- DATASET EXTRACT:
//! Page-number pagination primitives shared by Ladle backend endpoints.
//!
//! List endpoints accept `page` and `limit` query parameters and respond
//! with a `{count, next, previous, results}` envelope. This crate owns the
//! parameter clamping rules and the link rewriting so every endpoint
//! paginates identically.

use serde::Serialize;
use url::form_urlencoded;

/// Default page size applied when the request carries no `limit` parameter.
pub const DEFAULT_PAGE_SIZE: u32 = 6;

/// Hard ceiling on `limit` to keep a single response bounded.
pub const MAX_PAGE_SIZE: u32 = 100;

/// Failures raised while interpreting pagination query parameters.
#[derive(Debug, Clone, PartialEq, Eq, thiserror::Error)]
pub enum PageError {
    /// `page` was present but zero; pages are numbered from one.
    #[error("page numbers start at 1")]
    ZeroPage,
    /// `limit` was present but zero.
    #[error("limit must be at least 1")]
    ZeroLimit,
}

/// Validated pagination window for a single list request.
#[derive(Debug, Clone, Copy, PartialEq, Eq)]
pub struct PageRequest {
    page: u32,
    limit: u32,
}

impl PageRequest {
    /// Interpret optional `page`/`limit` query parameters.
    ///
    /// Missing values fall back to page 1 and [`DEFAULT_PAGE_SIZE`]; a
    /// `limit` above [`MAX_PAGE_SIZE`] is clamped rather than rejected.
    ///
    /// # Errors
    ///
    /// Returns [`PageError`] when either parameter is explicitly zero.
    pub fn from_params(page: Option<u32>, limit: Option<u32>) -> Result<Self, PageError> {
        if page == Some(0) {
            return Err(PageError::ZeroPage);
        }
        if limit == Some(0) {
            return Err(PageError::ZeroLimit);
        }
        Ok(Self {
            page: page.unwrap_or(1),
            limit: limit.unwrap_or(DEFAULT_PAGE_SIZE).min(MAX_PAGE_SIZE),
        })
    }

    /// One-based page number.
    #[must_use]
    pub const fn page(&self) -> u32 {
        self.page
    }

    /// Number of items per page.
    #[must_use]
    pub const fn limit(&self) -> u32 {
        self.limit
    }

    /// Row offset for SQL `OFFSET` clauses.
    #[must_use]
    pub const fn offset(&self) -> i64 {
        (self.page as i64 - 1) * self.limit as i64
    }

    /// Whether `count` total rows leave a page after this one.
    #[must_use]
    pub const fn has_next(&self, count: u64) -> bool {
        (self.page as u64) * (self.limit as u64) < count
    }
}

impl Default for PageRequest {
    fn default() -> Self {
        Self {
            page: 1,
            limit: DEFAULT_PAGE_SIZE,
        }
    }
}

/// A page of rows together with the total row count, as returned by
/// repository adapters.
#[derive(Debug, Clone, PartialEq, Eq)]
pub struct PageOf<T> {
    /// Total number of rows matching the query, across all pages.
    pub count: u64,
    /// Rows belonging to the requested page.
    pub items: Vec<T>,
}

impl<T> PageOf<T> {
    /// Wrap already-sliced rows with their total count.
    #[must_use]
    pub fn new(count: u64, items: Vec<T>) -> Self {
        Self { count, items }
    }

    /// Map the page items while keeping the count.
    #[must_use]
    pub fn map<U>(self, f: impl FnMut(T) -> U) -> PageOf<U> {
        PageOf {
            count: self.count,
            items: self.items.into_iter().map(f).collect(),
        }
    }
}

/// Response envelope serialised to `{count, next, previous, results}`.
#[derive(Debug, Clone, PartialEq, Eq, Serialize)]
pub struct Paginated<T> {
    /// Total matching rows across all pages.
    pub count: u64,
    /// Link to the following page, when one exists.
    pub next: Option<String>,
    /// Link to the preceding page, when one exists.
    pub previous: Option<String>,
    /// Rows for the current page.
    pub results: Vec<T>,
}

impl<T> Paginated<T> {
    /// Build the envelope for `page` given the request path and raw query
    /// string. Filter parameters in the query survive into the page links;
    /// only `page` is rewritten (and `limit` pinned to the clamped value).
    #[must_use]
    pub fn envelope(path: &str, query: &str, request: &PageRequest, page: PageOf<T>) -> Self {
        let next = request
            .has_next(page.count)
            .then(|| page_link(path, query, request, request.page() + 1));
        let previous = (request.page() > 1)
            .then(|| page_link(path, query, request, request.page() - 1));
        Self {
            count: page.count,
            next,
            previous,
            results: page.items,
        }
    }
}

fn page_link(path: &str, query: &str, request: &PageRequest, target_page: u32) -> String {
    let mut serializer = form_urlencoded::Serializer::new(String::new());
    for (key, value) in form_urlencoded::parse(query.as_bytes()) {
        if key != "page" && key != "limit" {
            serializer.append_pair(&key, &value);
        }
    }
    serializer.append_pair("page", &target_page.to_string());
    serializer.append_pair("limit", &request.limit().to_string());
    format!("{path}?{}", serializer.finish())
}

#[cfg(test)]
mod tests {
    use super::*;
    use rstest::rstest;

    #[rstest]
    #[case(None, None, 1, DEFAULT_PAGE_SIZE)]
    #[case(Some(3), Some(10), 3, 10)]
    #[case(Some(1), Some(500), 1, MAX_PAGE_SIZE)]
    fn from_params_applies_defaults_and_clamping(
        #[case] page: Option<u32>,
        #[case] limit: Option<u32>,
        #[case] expected_page: u32,
        #[case] expected_limit: u32,
    ) {
        let request = PageRequest::from_params(page, limit).unwrap();
        assert_eq!(request.page(), expected_page);
        assert_eq!(request.limit(), expected_limit);
    }

    #[rstest]
    #[case(Some(0), None, PageError::ZeroPage)]
    #[case(None, Some(0), PageError::ZeroLimit)]
    fn from_params_rejects_zero(
        #[case] page: Option<u32>,
        #[case] limit: Option<u32>,
        #[case] expected: PageError,
    ) {
        assert_eq!(PageRequest::from_params(page, limit), Err(expected));
    }

    #[rstest]
    fn offset_reflects_page_number() {
        let request = PageRequest::from_params(Some(4), Some(10)).unwrap();
        assert_eq!(request.offset(), 30);
    }

    #[rstest]
    fn envelope_links_preserve_filters() {
        let request = PageRequest::from_params(Some(2), Some(2)).unwrap();
        let page = PageOf::new(5, vec!["c", "d"]);
        let envelope = Paginated::envelope(
            "/api/recipes/",
            "tags=breakfast&page=2&limit=2",
            &request,
            page,
        );

        assert_eq!(envelope.count, 5);
        assert_eq!(
            envelope.next.as_deref(),
            Some("/api/recipes/?tags=breakfast&page=3&limit=2")
        );
        assert_eq!(
            envelope.previous.as_deref(),
            Some("/api/recipes/?tags=breakfast&page=1&limit=2")
        );
    }

    #[rstest]
    fn envelope_omits_links_at_boundaries() {
        let request = PageRequest::default();
        let page = PageOf::new(3, vec![1, 2, 3]);
        let envelope = Paginated::envelope("/api/users/", "", &request, page);

        assert!(envelope.next.is_none());
        assert!(envelope.previous.is_none());
    }

    #[rstest]
    fn envelope_serialises_expected_shape() {
        let request = PageRequest::default();
        let envelope = Paginated::envelope("/api/tags/", "", &request, PageOf::new(1, vec!["a"]));
        let value = serde_json::to_value(&envelope).unwrap();

        assert_eq!(value["count"], 1);
        assert!(value["next"].is_null());
        assert!(value["previous"].is_null());
        assert_eq!(value["results"][0], "a");
    }
}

- WORK ITEM: Lines holding the string "exists" must be copied out of the entries above.

- RESPONSE:
    /// Link to the following page, when one exists.
    /// Link to the preceding page, when one exists.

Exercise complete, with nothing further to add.